■ **Working data**:
───

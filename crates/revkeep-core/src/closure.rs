//! Graph closure over registered relationships
//!
//! Expands a set of records over their followed relations (or over their
//! composite parents) until no new object is reached or the depth limit is
//! hit. The visited set is keyed by [`ObjectRef`], so cycles terminate no
//! matter how records are represented in memory.

use std::collections::{BTreeMap, HashMap, HashSet};

use revkeep_core_types::{ObjectKey, ObjectRef, TypeName};

use crate::errors::{Result, RevkeepError};
use crate::model::{Action, FieldValue, Record};
use crate::registry::{RelationKind, Registry};
use crate::store::RecordStore;
use crate::tracker::ChangeRecord;

/// Traversal settings
#[derive(Debug, Clone, Copy, PartialEq, Eq)]
pub struct FollowOptions {
    /// Records at this level are included but not expanded
    pub max_depth: Option<usize>,
    /// Include the seeds themselves
    pub inclusive: bool,
    /// Follow composite parent links instead of registered relations
    pub ancestors_only: bool,
}

impl Default for FollowOptions {
    fn default() -> Self {
        Self {
            max_depth: None,
            inclusive: true,
            ancestors_only: false,
        }
    }
}

impl FollowOptions {
    /// Inclusive, unbounded ancestor closure
    pub fn ancestors() -> Self {
        Self {
            ancestors_only: true,
            ..Self::default()
        }
    }

    /// Immediate relationship neighbours, seeds excluded
    pub fn neighbours() -> Self {
        Self {
            max_depth: Some(1),
            inclusive: false,
            ancestors_only: false,
        }
    }
}

#[derive(Debug, Clone, PartialEq)]
pub struct ClosureEntry {
    pub record: Record,
    pub action: Action,
}

pub type ClosureSet = BTreeMap<ObjectRef, ClosureEntry>;

/// Compute the closure of `seeds`
///
/// In relationship mode every reached neighbour is marked as changed in
/// `changes` unless it is already marked as added or deleted.
///
/// # Errors
///
/// - `NotRegistered` when relationship mode reaches an unregistered,
///   non-shadow record
/// - `InvalidRelationship` when a followed field holds a non-reference value
/// - store errors while resolving references
pub fn follow_relationships<S, I>(
    registry: &Registry,
    store: &S,
    seeds: I,
    options: FollowOptions,
    changes: &mut HashMap<ObjectRef, ChangeRecord>,
) -> Result<ClosureSet>
where
    S: RecordStore,
    I: IntoIterator<Item = Record>,
{
    let mut visited: HashSet<ObjectRef> = HashSet::new();
    let mut reached: BTreeMap<ObjectRef, Record> = BTreeMap::new();
    let mut stack: Vec<(Record, usize)> = seeds.into_iter().map(|r| (r, 0)).collect();
    stack.reverse();

    while let Some((record, level)) = stack.pop() {
        let Some(object) = record.object_ref() else {
            continue;
        };
        if !visited.insert(object.clone()) {
            continue;
        }
        if options.inclusive || level > 0 {
            reached.insert(object.clone(), record.clone());
        }
        if options.max_depth.is_some_and(|max| level >= max) {
            continue;
        }

        let neighbours = if options.ancestors_only {
            parent_fragments(registry, store, &record)?
        } else {
            let mut found = related_records(registry, store, &record)?;
            for neighbour in &found {
                if let Some(neighbour_ref) = neighbour.object_ref() {
                    mark_changed(changes, neighbour_ref);
                }
            }
            found.extend(shadow_base(registry, store, &record)?);
            found
        };
        // Reverse so the first neighbour is expanded first
        stack.extend(neighbours.into_iter().rev().map(|n| (n, level + 1)));
    }

    tracing::debug!(
        closure_len = reached.len(),
        ancestors_only = options.ancestors_only,
        "closure computed"
    );

    Ok(reached
        .into_iter()
        .map(|(object, record)| {
            let action = changes
                .get(&object)
                .map(|c| c.action)
                .unwrap_or(Action::Change);
            (object, ClosureEntry { record, action })
        })
        .collect())
}

fn mark_changed(changes: &mut HashMap<ObjectRef, ChangeRecord>, object: ObjectRef) {
    // Additions and deletions keep their mark
    changes
        .entry(object)
        .or_insert_with(|| ChangeRecord::new(Action::Change));
}

fn parent_fragments<S: RecordStore>(
    registry: &Registry,
    store: &S,
    record: &Record,
) -> Result<Vec<Record>> {
    let Some(key) = record.key else {
        return Ok(Vec::new());
    };
    let catalog = registry.catalog();
    let mut out = Vec::new();
    for link in &catalog.get(&catalog.storage_type(&record.type_name))?.parents {
        if let Some(parent) = store.get(&link.parent, key)? {
            out.push(parent);
        }
    }
    Ok(out)
}

fn shadow_base<S: RecordStore>(
    registry: &Registry,
    store: &S,
    record: &Record,
) -> Result<Option<Record>> {
    let catalog = registry.catalog();
    let (true, Some(key)) = (catalog.is_shadow(&record.type_name), record.key) else {
        return Ok(None);
    };
    let base = catalog.storage_type(&record.type_name);
    if !registry.is_registered(&base) {
        return Ok(None);
    }
    store.get(&base, key)
}

fn related_records<S: RecordStore>(
    registry: &Registry,
    store: &S,
    record: &Record,
) -> Result<Vec<Record>> {
    let Some(key) = record.key else {
        return Ok(Vec::new());
    };
    let registration = match registry.registration(&record.type_name) {
        Ok(registration) => registration,
        // A shadow of a registered base only contributes its base record
        Err(_) if registry.catalog().is_shadow(&record.type_name) => return Ok(Vec::new()),
        Err(err) => return Err(err),
    };

    let mut out = Vec::new();
    for relation in &registration.follow {
        match &relation.kind {
            RelationKind::Forward { field, target } | RelationKind::Many { field, target } => {
                let value = field_value(registry, store, record, &relation.owner, field)?;
                for target_key in reference_keys(&relation.name, value.as_ref())? {
                    if let Some(target) = store.get(target, target_key)? {
                        out.push(target);
                    }
                }
            }
            RelationKind::Reverse { source, field } => {
                out.extend(store.referencing(source, field, key)?);
            }
        }
    }
    Ok(out)
}

/// Read a field from the record, or from the ancestor fragment declaring it
fn field_value<S: RecordStore>(
    registry: &Registry,
    store: &S,
    record: &Record,
    owner: &TypeName,
    field: &str,
) -> Result<Option<FieldValue>> {
    let catalog = registry.catalog();
    if catalog.storage_type(owner) == catalog.storage_type(&record.type_name) {
        return Ok(record.get(field).cloned());
    }
    match record.key {
        Some(key) => Ok(store
            .get(owner, key)?
            .and_then(|fragment| fragment.fields.get(field).cloned())),
        None => Ok(None),
    }
}

fn reference_keys(relationship: &str, value: Option<&FieldValue>) -> Result<Vec<ObjectKey>> {
    match value {
        None | Some(FieldValue::Null) => Ok(Vec::new()),
        Some(FieldValue::Ref(key)) => Ok(vec![*key]),
        Some(FieldValue::RefSet(keys)) => Ok(keys.iter().copied().collect()),
        Some(other) => Err(RevkeepError::InvalidRelationship {
            relationship: relationship.to_string(),
            found: other.type_label().to_string(),
        }),
    }
}

#[cfg(test)]
mod tests {
    use super::*;
    use std::sync::Arc;

    use crate::model::{Catalog, FieldKind, TypeSchema};
    use crate::registry::RegisterOptions;
    use crate::store::MemoryStore;

    fn setup() -> (Registry, MemoryStore) {
        let catalog = Arc::new(
            Catalog::new()
                .with(TypeSchema::new("Author").field("name", FieldKind::Text))
                .with(
                    TypeSchema::new("Book")
                        .field("title", FieldKind::Text)
                        .reference("author", "Author"),
                ),
        );
        let mut registry = Registry::new(catalog.clone());
        registry
            .register("Author", RegisterOptions::new().follow(["book_set"]))
            .unwrap();
        registry
            .register("Book", RegisterOptions::new().follow(["author"]))
            .unwrap();
        (registry, MemoryStore::new(catalog))
    }

    fn save(store: &mut MemoryStore, mut record: Record) -> Record {
        store.save(&mut record).unwrap();
        record
    }

    #[test]
    fn test_cycle_terminates_and_reaches_everything() {
        let (registry, mut store) = setup();
        let author = save(&mut store, Record::new("Author").with_field("name", "a"));
        let author_key = author.key.unwrap();
        let b1 = save(
            &mut store,
            Record::new("Book").with_field("title", "one").with_field("author", author_key),
        );
        save(
            &mut store,
            Record::new("Book").with_field("title", "two").with_field("author", author_key),
        );

        let mut changes = HashMap::new();
        let closure =
            follow_relationships(&registry, &store, [b1], FollowOptions::default(), &mut changes)
                .unwrap();
        assert_eq!(closure.len(), 3);
        assert!(closure.contains_key(&ObjectRef::new("Author", author_key)));
    }

    #[test]
    fn test_closure_is_idempotent() {
        let (registry, mut store) = setup();
        let author = save(&mut store, Record::new("Author").with_field("name", "a"));
        let book = save(
            &mut store,
            Record::new("Book").with_field("author", author.key.unwrap()),
        );

        let mut changes = HashMap::new();
        let first =
            follow_relationships(&registry, &store, [book], FollowOptions::default(), &mut changes)
                .unwrap();
        let seeds: Vec<Record> = first.values().map(|e| e.record.clone()).collect();
        let second =
            follow_relationships(&registry, &store, seeds, FollowOptions::default(), &mut changes)
                .unwrap();
        assert_eq!(
            first.keys().collect::<Vec<_>>(),
            second.keys().collect::<Vec<_>>()
        );
    }

    #[test]
    fn test_neighbours_exclude_seed_and_stop_at_depth_one() {
        let (registry, mut store) = setup();
        let author = save(&mut store, Record::new("Author").with_field("name", "a"));
        let key = author.key.unwrap();
        save(&mut store, Record::new("Book").with_field("author", key));
        save(&mut store, Record::new("Book").with_field("author", key));

        let mut changes = HashMap::new();
        let closure = follow_relationships(
            &registry,
            &store,
            [author],
            FollowOptions::neighbours(),
            &mut changes,
        )
        .unwrap();
        assert_eq!(closure.len(), 2);
        assert!(closure.keys().all(|o| o.type_name.as_str() == "Book"));
        assert!(closure.values().all(|e| e.action == Action::Change));
    }

    #[test]
    fn test_addition_mark_is_not_downgraded() {
        let (registry, mut store) = setup();
        let author = save(&mut store, Record::new("Author").with_field("name", "a"));
        let author_ref = ObjectRef::new("Author", author.key.unwrap());
        let book = save(
            &mut store,
            Record::new("Book").with_field("author", author.key.unwrap()),
        );

        let mut changes = HashMap::new();
        changes.insert(author_ref.clone(), ChangeRecord::new(Action::Addition));
        let closure =
            follow_relationships(&registry, &store, [book], FollowOptions::default(), &mut changes)
                .unwrap();
        assert_eq!(closure[&author_ref].action, Action::Addition);
        assert_eq!(changes[&author_ref].action, Action::Addition);
    }

    #[test]
    fn test_non_reference_value_is_invalid_relationship() {
        let (registry, mut store) = setup();
        let book = save(&mut store, Record::new("Book").with_field("author", "not a key"));

        let mut changes = HashMap::new();
        let err =
            follow_relationships(&registry, &store, [book], FollowOptions::default(), &mut changes)
                .unwrap_err();
        assert!(matches!(err, RevkeepError::InvalidRelationship { .. }));
    }

    #[test]
    fn test_ancestor_mode_collects_parent_fragments() {
        let catalog = Arc::new(
            Catalog::new()
                .with(TypeSchema::new("Place").field("address", FieldKind::Text))
                .with(
                    TypeSchema::new("Restaurant")
                        .inherits("Place", "place_ptr")
                        .field("cuisine", FieldKind::Text),
                ),
        );
        let registry = Registry::new(catalog.clone());
        let mut store = MemoryStore::new(catalog);
        let place = save(&mut store, Record::new("Place").with_field("address", "x"));
        let key = place.key.unwrap();
        let restaurant = save(
            &mut store,
            Record::new("Restaurant")
                .with_key(key)
                .with_field("place_ptr", key)
                .with_field("cuisine", "thai"),
        );

        let mut changes = HashMap::new();
        let closure = follow_relationships(
            &registry,
            &store,
            [restaurant],
            FollowOptions::ancestors(),
            &mut changes,
        )
        .unwrap();
        assert_eq!(closure.len(), 2);
        assert!(closure.contains_key(&ObjectRef::new("Place", key)));
        assert!(changes.is_empty());
    }
}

───

■ **Work instruction**:
Start with the line above that contains "pub fn neighbours()" and end with the line that contains "when relationship mode". Write out those lines exactly, and only those.

■ **Solution to this problem**:
    pub fn neighbours() -> Self {
        Self {
            max_depth: Some(1),
            inclusive: false,
            ancestors_only: false,
        }
    }
}

#[derive(Debug, Clone, PartialEq)]
pub struct ClosureEntry {
    pub record: Record,
    pub action: Action,
}

pub type ClosureSet = BTreeMap<ObjectRef, ClosureEntry>;

/// Compute the closure of `seeds`
///
/// In relationship mode every reached neighbour is marked as changed in
/// `changes` unless it is already marked as added or deleted.
///
/// # Errors
///
/// - `NotRegistered` when relationship mode reaches an unregistered,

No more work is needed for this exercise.